The Stolen Bacillus

Three cassettes from Jeff Surak‘s Zeromoon label in Chevy Chase arrived 24 February 2014. Two of them have unique hand-torn collage covers and they all exist in very small editions. The one by Jeff himself, credited to J. Surak, is called Skull Cloud (ZERO 160) and features a long live recording made at The Pyramid Atlantic in 2013, which passes on a vision of Jeff on stage performing a miniature firework display – he’s surrounded by pops, bangs and whizzes all happening at once in a vaguely structured patterns, the fizzing spew occasionally punctuated by random voice samples from TV. From this chaotic sprawl, musical and sonic information gradually assembles itself into coherent shapes, like pieces of a cosmic jigsaw. The B side contains three dark-mode tracks, including the title track and ‘Rebirth’ and ‘Etude #43′, and these represent his characteristic sinister electronic droning work, the monochrome and unbroken surfaces broken up by distortion effects or diabolical pulsating tones, and underpinned with an abiding sense of inescapable terror at all times. Small wonder that many regard him as Chester Hawkins’ evil twin brother.
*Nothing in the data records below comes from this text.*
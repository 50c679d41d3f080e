//! Upload schemas: verification images and mother media files.

#[cfg(test)]
#[path = "files_test.rs"]
mod files_test;

use super::{REQUIRED, Validate, Violations};

pub const MAX_IMAGE_BYTES: usize = 5 * 1024 * 1024;
pub const ACCEPTED_IMAGE_TYPES: [&str; 3] = ["image/png", "image/jpeg", "image/jpg"];
pub const ACCEPTED_MEDIA_TYPES: [&str; 4] = ["image/png", "image/jpeg", "image/jpg", "application/pdf"];

pub const MAX_IMAGE_SIZE: &str = "Max image size is 5MB.";
pub const ALLOWED_IMAGE_FORMATS: &str = "Only .jpg, .jpeg and .png formats are supported.";
pub const ALLOWED_MEDIA_FORMATS: &str = "Only PNG, JPEG and PDF files are supported.";

/// A file picked for upload.
#[derive(Clone, Debug, PartialEq, Eq)]
pub struct UploadFile {
    pub name: String,
    pub mime: String,
    pub bytes: Vec<u8>,
}

impl UploadFile {
    /// MIME type is inferred from the file extension.
    #[must_use]
    pub fn new(name: &str, bytes: Vec<u8>) -> Self {
        Self { name: name.to_owned(), mime: mime_from_name(name).to_owned(), bytes }
    }

    #[must_use]
    pub fn size(&self) -> usize {
        self.bytes.len()
    }
}

fn mime_from_name(name: &str) -> &'static str {
    let extension = name.rsplit_once('.').map(|(_, ext)| ext.to_ascii_lowercase());
    match extension.as_deref() {
        Some("png") => "image/png",
        Some("jpg" | "jpeg") => "image/jpeg",
        Some("pdf") => "application/pdf",
        _ => "application/octet-stream",
    }
}

/// An image input that may already hold a stored image.
#[derive(Clone, Debug, Default, PartialEq, Eq)]
pub enum ImageField {
    #[default]
    Missing,
    /// URL of an image the backend already has.
    Existing(String),
    New(UploadFile),
}

impl ImageField {
    /// The freshly picked file, if any.
    #[must_use]
    pub fn new_file(&self) -> Option<&UploadFile> {
        match self {
            Self::New(file) => Some(file),
            Self::Missing | Self::Existing(_) => None,
        }
    }

    fn check(&self, field: &str, violations: &mut Violations) {
        match self {
            Self::Missing => violations.push(field, REQUIRED),
            Self::Existing(_) => {}
            Self::New(file) => {
                if file.size() > MAX_IMAGE_BYTES {
                    violations.push(field, MAX_IMAGE_SIZE);
                }
                if !ACCEPTED_IMAGE_TYPES.contains(&file.mime.as_str()) {
                    violations.push(field, ALLOWED_IMAGE_FORMATS);
                }
            }
        }
    }
}

/// Doctor verification request: professional ID and a government ID.
#[derive(Clone, Debug, Default, PartialEq, Eq)]
pub struct VerificationUpload {
    pub doctor_id_img: ImageField,
    pub valid_id_img: ImageField,
}

impl VerificationUpload {
    /// Multipart field names paired with their inputs.
    #[must_use]
    pub fn fields(&self) -> [(&'static str, &ImageField); 2] {
        [("doctor_id_img", &self.doctor_id_img), ("valid_id_img", &self.valid_id_img)]
    }
}

impl Validate for VerificationUpload {
    fn violations(&self) -> Violations {
        let mut violations = Violations::new();
        for (field, image) in self.fields() {
            image.check(field, &mut violations);
        }
        violations
    }
}

/// Documents a mother shares with her doctor.
#[derive(Clone, Debug, Default, PartialEq, Eq)]
pub struct MediaUpload {
    pub files: Vec<UploadFile>,
}

impl Validate for MediaUpload {
    fn violations(&self) -> Violations {
        let mut violations = Violations::new();
        if self.files.is_empty() {
            violations.push("files", REQUIRED);
        }
        for (index, file) in self.files.iter().enumerate() {
            if !ACCEPTED_MEDIA_TYPES.contains(&file.mime.as_str()) {
                violations.push(&format!("files.{index}"), ALLOWED_MEDIA_FORMATS);
            }
        }
        violations
    }
}
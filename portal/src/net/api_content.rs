//! Calendar events, inboxes, media files, informative videos, mothers,
//! chat messages and push-channel authorization.

use reqwest::Method;
use reqwest::multipart::Form;
use serde::Deserialize;
use serde_json::{Value, json};

use super::{ApiClient, resource_path};
use crate::net::error::ApiError;
use crate::net::push_socket::ChannelAuthorizer;
use crate::net::types::{ApiResponse, CalendarEvent, ChatMessage, Inbox, InformativeVideo, MediaFile, Mother, Page};
use crate::state::table::{ParamStyle, TableQuery};
use crate::validation::files::MediaUpload;
use crate::validation::forms::{EventForm, MessageForm, VideoForm};

pub(crate) const EVENTS: &str = "events";
pub(crate) const INBOXES: &str = "inboxes";
pub(crate) const MEDIA_FILES: &str = "mother-media-files";
pub(crate) const INFORMATIVE_VIDEOS: &str = "informative-videos";
pub(crate) const MOTHERS: &str = "mothers";
pub(crate) const MESSAGES: &str = "messages";

pub(crate) fn event_endpoint(id: i64) -> String {
    resource_path("/api/events", id)
}

pub(crate) fn inbox_endpoint(id: i64) -> String {
    resource_path("/api/inboxes", id)
}

pub(crate) fn media_file_endpoint(id: i64) -> String {
    resource_path("/api/media-files", id)
}

pub(crate) fn video_endpoint(id: i64) -> String {
    resource_path("/api/informative-videos", id)
}

pub(crate) fn messages_endpoint(recipient_id: i64) -> String {
    resource_path("/api/messages", recipient_id)
}

/// Bare list or `{ "data": [...] }`.
#[derive(Deserialize)]
#[serde(untagged)]
enum ListBody<T> {
    Bare(Vec<T>),
    Wrapped { data: Vec<T> },
}

impl<T> ListBody<T> {
    fn into_vec(self) -> Vec<T> {
        match self {
            Self::Bare(items) | Self::Wrapped { data: items } => items,
        }
    }
}

impl ApiClient {
    // =========================================================================
    // CALENDAR
    // =========================================================================

    pub async fn events(&self) -> Result<Vec<CalendarEvent>, ApiError> {
        let body: ListBody<CalendarEvent> = self.cached_get(EVENTS, "/api/events", &[]).await?;
        Ok(body.into_vec())
    }

    /// Create when `id` is `None`, patch otherwise.
    pub async fn save_event(&self, id: Option<i64>, form: &EventForm) -> Result<ApiResponse, ApiError> {
        match id {
            Some(id) => self.mutate(Method::PATCH, &event_endpoint(id), Some(form), &[EVENTS]).await,
            None => self.mutate(Method::POST, "/api/events", Some(form), &[EVENTS]).await,
        }
    }

    // =========================================================================
    // INBOX
    // =========================================================================

    pub async fn inboxes(&self, query: &TableQuery) -> Result<Page<Inbox>, ApiError> {
        let params = query.to_params(ParamStyle::Clinic);
        self.cached_get(INBOXES, "/api/inboxes", &params).await
    }

    pub async fn delete_inbox(&self, id: i64) -> Result<ApiResponse, ApiError> {
        self.mutate::<(), _>(Method::DELETE, &inbox_endpoint(id), None, &[INBOXES]).await
    }

    // =========================================================================
    // MEDIA FILES
    // =========================================================================

    pub async fn media_files(&self, query: &TableQuery) -> Result<Page<MediaFile>, ApiError> {
        let params = query.to_params(ParamStyle::Clinic);
        self.cached_get(MEDIA_FILES, "/api/mothers/media-files", &params).await
    }

    /// Upload one or more documents as `files[]`.
    pub async fn upload_media_files(&self, upload: &MediaUpload) -> Result<ApiResponse, ApiError> {
        let mut form = Form::new();
        for file in &upload.files {
            form = form.part("files[]", super::file_part(file)?);
        }
        self.upload("/api/mothers/upload-media-files", form, &[MEDIA_FILES]).await
    }

    pub async fn delete_media_file(&self, id: i64) -> Result<ApiResponse, ApiError> {
        self.mutate::<(), _>(Method::DELETE, &media_file_endpoint(id), None, &[MEDIA_FILES])
            .await
    }

    // =========================================================================
    // INFORMATIVE VIDEOS
    // =========================================================================

    pub async fn informative_videos(&self, query: &TableQuery) -> Result<Page<InformativeVideo>, ApiError> {
        let params = query.to_params(ParamStyle::Clinic);
        self.cached_get(INFORMATIVE_VIDEOS, "/api/informative-videos", &params).await
    }

    /// Videos published to mothers (unpaginated).
    pub async fn mother_videos(&self) -> Result<Vec<InformativeVideo>, ApiError> {
        let body: ListBody<InformativeVideo> = self
            .cached_get(INFORMATIVE_VIDEOS, "/api/mothers/informative-videos", &[])
            .await?;
        Ok(body.into_vec())
    }

    pub async fn save_video(&self, id: Option<i64>, form: &VideoForm) -> Result<ApiResponse, ApiError> {
        match id {
            Some(id) => {
                self.mutate(Method::PATCH, &video_endpoint(id), Some(form), &[INFORMATIVE_VIDEOS])
                    .await
            }
            None => {
                self.mutate(Method::POST, "/api/informative-videos", Some(form), &[INFORMATIVE_VIDEOS])
                    .await
            }
        }
    }

    pub async fn delete_video(&self, id: i64) -> Result<ApiResponse, ApiError> {
        self.mutate::<(), _>(Method::DELETE, &video_endpoint(id), None, &[INFORMATIVE_VIDEOS])
            .await
    }

    // =========================================================================
    // MOTHERS
    // =========================================================================

    pub async fn mothers(&self, query: &TableQuery) -> Result<Page<Mother>, ApiError> {
        let params = query.to_params(ParamStyle::Clinic);
        self.cached_get(MOTHERS, "/api/mothers", &params).await
    }

    // =========================================================================
    // CHAT
    // =========================================================================

    /// Conversation between the signed-in user and `recipient_id`.
    pub async fn messages(&self, recipient_id: i64) -> Result<Vec<ChatMessage>, ApiError> {
        let body: ListBody<ChatMessage> = self
            .cached_get(MESSAGES, &messages_endpoint(recipient_id), &[])
            .await?;
        Ok(body.into_vec())
    }

    /// Drop cached conversations so the next read refetches.
    pub fn invalidate_messages(&self) {
        self.invalidate(MESSAGES);
    }

    pub async fn send_message(&self, recipient_id: i64, form: &MessageForm) -> Result<ApiResponse, ApiError> {
        self.mutate(Method::POST, &messages_endpoint(recipient_id), Some(form), &[MESSAGES])
            .await
    }

    /// Ask the backend to sign a private-channel subscription for a socket.
    pub async fn authorize_channel(&self, socket_id: &str, channel_name: &str) -> Result<Value, ApiError> {
        let body = json!({ "socket_id": socket_id, "channel_name": channel_name });
        let (_, text) = self
            .send(self.request(Method::POST, "/api/broadcasting/auth").json(&body))
            .await?;
        Ok(serde_json::from_str(&text)?)
    }
}

#[async_trait::async_trait]
impl ChannelAuthorizer for ApiClient {
    async fn authorize(&self, socket_id: &str, channel: &str) -> Result<Value, ApiError> {
        self.authorize_channel(socket_id, channel).await
    }
}
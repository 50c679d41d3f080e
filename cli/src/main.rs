use std::path::{Path, PathBuf};
use std::sync::Arc;
use std::time::Duration;

use clap::{Args, Parser, Subcommand, ValueEnum};
use events::{Envelope, encode_envelope_json};
use portal::PortalConfig;
use portal::config::ConfigError;
use portal::net::push::CHAT_CHANNEL;
use portal::net::{ApiClient, ApiError, ChannelAuthorizer, PushConnection, PushError, PushHub};
use portal::state::booking::{BookingError, BookingWizard, SubmitError, SubmitOutcome};
use portal::state::chat::{ChatError, ChatGateway, ChatRoom};
use portal::state::kiosk::{KioskError, KioskGateway, KioskSession, PaymentMethod, PaymentPrompt};
use portal::state::schedule::{self, TimeRange};
use portal::state::table::{SortKey, TableQuery};
use portal::validation::files::{ImageField, MediaUpload, UploadFile, VerificationUpload};
use portal::validation::forms::{ApprovalDecision, AppointmentReview};
use portal::validation::{Validate, Violations};
use serde::Serialize;
use serde_json::Value;
use tracing::info;

#[derive(Debug, thiserror::Error)]
enum CliError {
    #[error(transparent)]
    Config(#[from] ConfigError),
    #[error(transparent)]
    Api(#[from] ApiError),
    #[error(transparent)]
    Push(#[from] PushError),
    #[error(transparent)]
    Booking(#[from] BookingError),
    #[error(transparent)]
    Submit(#[from] SubmitError),
    #[error(transparent)]
    Kiosk(#[from] KioskError),
    #[error(transparent)]
    Chat(#[from] ChatError),
    #[error(transparent)]
    Invalid(#[from] Violations),
    #[error("no trip {0} between the selected terminals")]
    TripNotFound(i64),
    #[error("timed out waiting for payment confirmation")]
    PaymentTimeout,
    #[error("read {path} failed: {source}")]
    ReadFile { path: String, source: std::io::Error },
    #[error("invalid JSON payload: {0}")]
    InvalidJson(#[from] serde_json::Error),
}

#[derive(Parser, Debug)]
#[command(name = "portal-cli", about = "Maternity and shuttle portal client")]
struct Cli {
    #[arg(long, env = "PORTAL_BASE_URL")]
    base_url: Option<String>,

    #[arg(long, env = "PORTAL_PUSH_URL")]
    push_url: Option<String>,

    #[arg(long, env = "PORTAL_SESSION_TOKEN")]
    session_token: Option<String>,

    #[command(subcommand)]
    command: Command,
}

#[derive(Subcommand, Debug)]
enum Command {
    /// List a paginated resource.
    List(ListArgs),
    /// Show one doctor with their booking window.
    Doctor { id: i64 },
    /// Trips between two terminals.
    Trips { from: i64, to: i64 },
    /// Book an appointment through the four-step wizard.
    Book(BookArgs),
    /// Sell a walk-in shuttle ticket.
    Kiosk(KioskArgs),
    /// Print push events from a channel.
    Listen {
        #[arg(default_value = CHAT_CHANNEL)]
        channel: String,
    },
    /// Show or extend a chat conversation.
    Chat(ChatArgs),
    /// Upload media files (PNG, JPEG, PDF).
    Upload {
        #[arg(required = true)]
        files: Vec<PathBuf>,
    },
    /// Submit doctor verification images.
    Verify {
        doctor_id: i64,
        #[arg(long)]
        doctor_id_img: PathBuf,
        #[arg(long)]
        valid_id_img: PathBuf,
    },
    /// Confirm or reject a pending request.
    Approve(ApproveArgs),
}

#[derive(Copy, Clone, Debug, ValueEnum)]
enum Resource {
    Doctors,
    PendingDoctors,
    Appointments,
    AppointmentApprovals,
    Bookings,
    Kiosks,
    Trips,
    Terminals,
    Payments,
    Inboxes,
    MediaFiles,
    Videos,
    Mothers,
}

#[derive(Args, Debug)]
struct ListArgs {
    resource: Resource,

    #[arg(long, default_value_t = 1)]
    page: u32,

    #[arg(long, default_value_t = 10)]
    page_size: u32,

    #[arg(long, default_value = "")]
    search: String,

    #[arg(long = "sort", allow_hyphen_values = true, help = "Sort column, prefix with - for descending")]
    sort: Vec<String>,
}

impl ListArgs {
    fn query(&self) -> TableQuery {
        let mut query = TableQuery::new(self.page_size);
        query.set_search(&self.search);
        query.set_sorting(self.sort.iter().filter_map(|raw| SortKey::parse(raw)).collect());
        query.go_to(self.page.saturating_sub(1));
        query
    }
}

#[derive(Args, Debug)]
struct BookArgs {
    doctor_id: i64,

    #[arg(long, help = "YYYY-MM-DD")]
    date: String,

    #[arg(long, help = "HH:mm or hh:mmAM")]
    start: String,

    #[arg(long)]
    end: String,

    #[arg(long)]
    reference: String,

    #[arg(long)]
    message: Option<String>,
}

#[derive(Args, Debug)]
struct KioskArgs {
    #[arg(long)]
    from: i64,

    #[arg(long)]
    to: i64,

    #[arg(long)]
    trip: i64,

    #[arg(long)]
    name: String,

    #[arg(long)]
    email: String,

    #[arg(long)]
    phone: String,

    #[arg(long, default_value = "cash")]
    method: PaymentMethod,

    #[arg(long, default_value_t = 600)]
    wait_secs: u64,
}

#[derive(Args, Debug)]
struct ChatArgs {
    recipient_id: i64,

    #[arg(long)]
    send: Option<String>,

    #[arg(long, default_value_t = false, help = "Keep printing as messages arrive")]
    follow: bool,
}

#[derive(Copy, Clone, Debug, ValueEnum)]
enum ApproveTarget {
    /// Admin decision on a doctor's verification request.
    Verification,
    /// Doctor decision on an appointment.
    Appointment,
    /// Mother confirmation of an approved appointment.
    Approval,
}

#[derive(Args, Debug)]
struct ApproveArgs {
    target: ApproveTarget,
    id: i64,

    #[arg(long, conflicts_with = "reject")]
    reference: Option<String>,

    #[arg(long, help = "Reject with this reason")]
    reject: Option<String>,
}

#[tokio::main]
async fn main() -> Result<(), CliError> {
    let _ = dotenvy::dotenv();
    tracing_subscriber::fmt::init();

    let cli = Cli::parse();
    let config = build_config(&cli)?;
    let api = Arc::new(ApiClient::new(&config)?);

    match cli.command {
        Command::List(args) => run_list(&api, &args).await,
        Command::Doctor { id } => run_doctor(&api, id).await,
        Command::Trips { from, to } => print_json(&api.trips_between(from, to).await?),
        Command::Book(args) => run_book(&api, args).await,
        Command::Kiosk(args) => run_kiosk(&config, api, args).await,
        Command::Listen { channel } => run_listen(&config, api, &channel).await,
        Command::Chat(args) => run_chat(&config, api, args).await,
        Command::Upload { files } => run_upload(&api, &files).await,
        Command::Verify { doctor_id, doctor_id_img, valid_id_img } => {
            run_verify(&api, doctor_id, &doctor_id_img, &valid_id_img).await
        }
        Command::Approve(args) => run_approve(&api, args).await,
    }
}

fn build_config(cli: &Cli) -> Result<PortalConfig, CliError> {
    let mut config = match &cli.base_url {
        Some(base_url) => PortalConfig::new(base_url)?,
        None => PortalConfig::from_env()?,
    };
    if let Some(push_url) = &cli.push_url {
        config = config.with_push_url(push_url)?;
    }
    if let Some(token) = &cli.session_token {
        config = config.with_session_token(token.clone());
    }
    Ok(config)
}

async fn run_list(api: &ApiClient, args: &ListArgs) -> Result<(), CliError> {
    let query = args.query();
    let page = match args.resource {
        Resource::Doctors => to_value(&api.doctors_list(&query).await?)?,
        Resource::PendingDoctors => to_value(&api.pending_doctors(&query).await?)?,
        Resource::Appointments => to_value(&api.appointments(&query).await?)?,
        Resource::AppointmentApprovals => to_value(&api.appointment_approvals(&query).await?)?,
        Resource::Bookings => to_value(&api.bookings(&query).await?)?,
        Resource::Kiosks => to_value(&api.kiosks(&query).await?)?,
        Resource::Trips => to_value(&api.trips(&query).await?)?,
        Resource::Terminals => to_value(&api.terminals(&query).await?)?,
        Resource::Payments => to_value(&api.payments(&query).await?)?,
        Resource::Inboxes => to_value(&api.inboxes(&query).await?)?,
        Resource::MediaFiles => to_value(&api.media_files(&query).await?)?,
        Resource::Videos => to_value(&api.informative_videos(&query).await?)?,
        Resource::Mothers => to_value(&api.mothers(&query).await?)?,
    };
    print_json(&page)
}

async fn run_doctor(api: &ApiClient, id: i64) -> Result<(), CliError> {
    let doctor = api.doctor(id).await?;
    let wizard = BookingWizard::for_doctor(&doctor);
    print_json(&doctor)?;
    let availability = wizard.availability();
    let upcoming: Vec<String> = availability
        .upcoming_dates(schedule::today(), 5)
        .into_iter()
        .map(schedule::format_date)
        .collect();
    println!("hours: {}", availability.window_label().unwrap_or_else(|| "any".to_owned()));
    println!("next open days: {}", upcoming.join(", "));
    Ok(())
}

async fn run_book(api: &ApiClient, args: BookArgs) -> Result<(), CliError> {
    let doctor = api.doctor(args.doctor_id).await?;
    let range = TimeRange::parse(&args.start, &args.end).map_err(BookingError::from)?;
    let date = schedule::parse_date(&args.date).map_err(BookingError::from)?;

    let wizard = BookingWizard::for_doctor(&doctor)
        .with_message(args.message.as_deref())
        .next()
        .map_err(BookingError::from)?
        .select_date(date)
        .map_err(BookingError::from)?
        .select_time(range)
        .map_err(BookingError::from)?
        .next()
        .map_err(BookingError::from)?;

    let review = wizard.review(&doctor);
    println!("doctor:  {}", review.doctor_name);
    println!("mode:    {}", review.mode);
    println!("date:    {}", review.date.unwrap_or_default());
    println!("time:    {}", review.time.unwrap_or_default());
    if let Some(fee) = review.fee {
        println!("fee:     {fee:.2}");
    }

    let wizard = wizard.next().map_err(BookingError::from)?.with_reference(&args.reference);
    match wizard.submit(api).await? {
        SubmitOutcome::NavigateBack { message, .. } => {
            println!("{}", message.unwrap_or_else(|| "Appointment booked.".to_owned()));
        }
        SubmitOutcome::Rejected { message } => println!("rejected: {message}"),
    }
    Ok(())
}

async fn run_kiosk(config: &PortalConfig, api: Arc<ApiClient>, args: KioskArgs) -> Result<(), CliError> {
    let trips = api.trips_between(args.from, args.to).await?;
    let trip = trips
        .iter()
        .find(|trip| trip.id == Some(args.trip))
        .ok_or(CliError::TripNotFound(args.trip))?;

    let hub = PushHub::new();
    let gateway: Arc<dyn KioskGateway> = api.clone();
    let mut session = KioskSession::new(gateway, &hub);
    session.update(|wizard| {
        wizard
            .with_passenger(&args.name, &args.email, &args.phone)
            .select_from_terminal(Some(args.from))
            .select_to_terminal(Some(args.to))
            .select_trip(trip)?
            .next()
    })?;

    // Connect before opening the checkout so the confirmation cannot be missed.
    let _connection = if args.method.is_electronic() {
        let authorizer: Arc<dyn ChannelAuthorizer> = api.clone();
        Some(PushConnection::connect(&config.push_url, hub.clone(), authorizer).await?)
    } else {
        None
    };

    let receipt = match session.choose_payment(args.method).await? {
        PaymentPrompt::ConfirmCash => session.confirm_cash().await?,
        PaymentPrompt::Checkout { url, payment_intent_id } => {
            println!("open to pay: {url}");
            info!(intent = %payment_intent_id, "waiting for payment confirmation");
            tokio::time::timeout(Duration::from_secs(args.wait_secs), session.wait_for_payment())
                .await
                .map_err(|_| CliError::PaymentTimeout)??
        }
    };

    if receipt.accepted {
        println!("ticket created");
    } else {
        println!("ticket not accepted: {}", receipt.message.unwrap_or_default());
    }
    if let Some(ticket) = receipt.ticket {
        print_json(&ticket)?;
    }
    Ok(())
}

async fn run_listen(config: &PortalConfig, api: Arc<ApiClient>, channel: &str) -> Result<(), CliError> {
    let hub = PushHub::new();
    let mut subscription = hub.subscribe(channel);
    let authorizer: Arc<dyn ChannelAuthorizer> = api;
    let connection = PushConnection::connect(&config.push_url, hub.clone(), authorizer).await?;
    eprintln!("listening on {channel} as {}", connection.socket_id());

    while let Some(envelope) = subscription.recv().await {
        print_envelope(&envelope)?;
    }
    Ok(())
}

async fn run_chat(config: &PortalConfig, api: Arc<ApiClient>, args: ChatArgs) -> Result<(), CliError> {
    let hub = PushHub::new();
    let gateway: Arc<dyn ChatGateway> = api.clone();
    let mut room = ChatRoom::new(args.recipient_id, gateway, &hub);

    if let Some(content) = &args.send {
        room.send(content).await?;
    } else {
        room.refresh().await?;
    }
    print_json(&room.messages())?;

    if !args.follow {
        return Ok(());
    }
    let authorizer: Arc<dyn ChannelAuthorizer> = api;
    let _connection = PushConnection::connect(&config.push_url, hub.clone(), authorizer).await?;
    loop {
        let messages = room.next_update().await?;
        if let Some(latest) = messages.last() {
            print_json(latest)?;
        }
    }
}

async fn run_upload(api: &ApiClient, paths: &[PathBuf]) -> Result<(), CliError> {
    let files = paths.iter().map(|path| read_upload(path)).collect::<Result<Vec<_>, _>>()?;
    let upload = MediaUpload { files };
    upload.validate()?;
    let response = api.upload_media_files(&upload).await?.accepted()?;
    print_json(&response)
}

async fn run_verify(api: &ApiClient, doctor_id: i64, doctor_id_img: &Path, valid_id_img: &Path) -> Result<(), CliError> {
    let upload = VerificationUpload {
        doctor_id_img: ImageField::New(read_upload(doctor_id_img)?),
        valid_id_img: ImageField::New(read_upload(valid_id_img)?),
    };
    upload.validate()?;
    let response = api.request_verification(doctor_id, &upload).await?.accepted()?;
    print_json(&response)
}

async fn run_approve(api: &ApiClient, args: ApproveArgs) -> Result<(), CliError> {
    let response = match args.target {
        ApproveTarget::Verification | ApproveTarget::Appointment => {
            let decision = match &args.reject {
                Some(remarks) => ApprovalDecision::reject(remarks),
                None => ApprovalDecision::confirm(),
            };
            decision.validate()?;
            if matches!(args.target, ApproveTarget::Verification) {
                api.update_verification_status(args.id, &decision).await?
            } else {
                api.update_appointment_status(args.id, &decision).await?
            }
        }
        ApproveTarget::Approval => {
            let review = match (&args.reject, &args.reference) {
                (Some(reason), _) => AppointmentReview::reject(reason),
                (None, reference) => AppointmentReview::confirm(reference.as_deref().unwrap_or_default()),
            };
            review.validate()?;
            api.update_appointment_approval(args.id, &review).await?
        }
    };
    print_json(&response.accepted()?)
}

fn read_upload(path: &Path) -> Result<UploadFile, CliError> {
    let bytes = std::fs::read(path).map_err(|source| CliError::ReadFile { path: path.display().to_string(), source })?;
    let name = path.file_name().map_or_else(|| path.display().to_string(), |name| name.to_string_lossy().into_owned());
    Ok(UploadFile::new(&name, bytes))
}

fn to_value<T: Serialize>(value: &T) -> Result<Value, CliError> {
    Ok(serde_json::to_value(value)?)
}

fn print_json<T: Serialize + ?Sized>(value: &T) -> Result<(), CliError> {
    let rendered = serde_json::to_string_pretty(value)?;
    println!("{rendered}");
    Ok(())
}

fn print_envelope(envelope: &Envelope) -> Result<(), CliError> {
    let rendered = encode_envelope_json(envelope).map_err(PushError::from)?;
    println!("{rendered}");
    Ok(())
}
Salarymen is the duo of Jeff Surak with his friend Gary Rouzer. It seems they both have day jobs in Washington DC and on their lunch breaks they set up their spontaneous “electro-acoustic events” on traffic islands, street corners, or nearby certain popular landmarks and monuments in that city. [1. It may be significant that it’s one of the few American cities I have visited that I found at all pedestrian-friendly; in fact it’s feasible to spend the day walking around the centre.] They then proceed to make sound art using their small electrified objects, and the whole mess – including plenty of external traffic sound, sirens, chattering voices of the populace and made even some stray radio waves – is recorded and served up for us to enjoy on Out To Lunch (ZERO 156). The creators are proposing “a different kind of urban music”, and it’s certainly something I would like to align with the work of Zan Hoffman or Aki Onda, both wild creators who make strong use of found sounds and the sounds from the street. The title is also something that cuts both ways – they did it on their lunch breaks, but the phrase also means “crazy”, particularly in the mouth of a jazz hipster who I assume was saying it long before it became codified as the title of one of Eric Doplhy’s finest LPs. Crazy this tape most certainly is, but also highly compelling to listen to, a continuous stream of fascinating, messy, semi-ordered aural information. Recommended; if you can’t buy the cassette tape, the music is free to download at freemusicarchive and at

Back to J. Surak solo now for his Harmonium Bacterium (ZERO 158). This is two side-long suites called ‘Mectpyo’ and ‘Seesawa’. The A side is an alarming series of scuzzy long-form noise tones that gradually resolve themselves into harmonic forms, making their way through a whirlpool of echo effects, while the slow back-and-forth internal rhythm of the piece resembles waves breaking against the shore – except the ocean has strangely turned into treacle, so it’s all happening very slowly. I’m disappointed to learn he didn’t play this using an actual “Harmonium Bacterium”, an instrument which in my imagination would be a bellows-driven keyboard that is capable of infecting the musician with nine types of lethal bacteria, the combinations and doses he receives directly aligned with the chords he plays, allowing the deadly viruses to pass through the keys into his fingertips. Instead all the music is made with a modified autoharp and something called a Califone, which I find is simply the brandname of a particular manufacturer and could apply to anything from effects pedals to computer microphones. An impressive piece of process-based sound art, realised using a lot of intuitive methods to produce highly painterly effects in sound. The B side is strangely enough somewhat more approachable, and presents a monotone chord in a sumptuous drone, as if Surak were shooting for a one-man version of old Vibracathedral Orchestra records. It’s here that the autoharp origins of the piece become more conspicuous, where on the A side they are heavily disguised.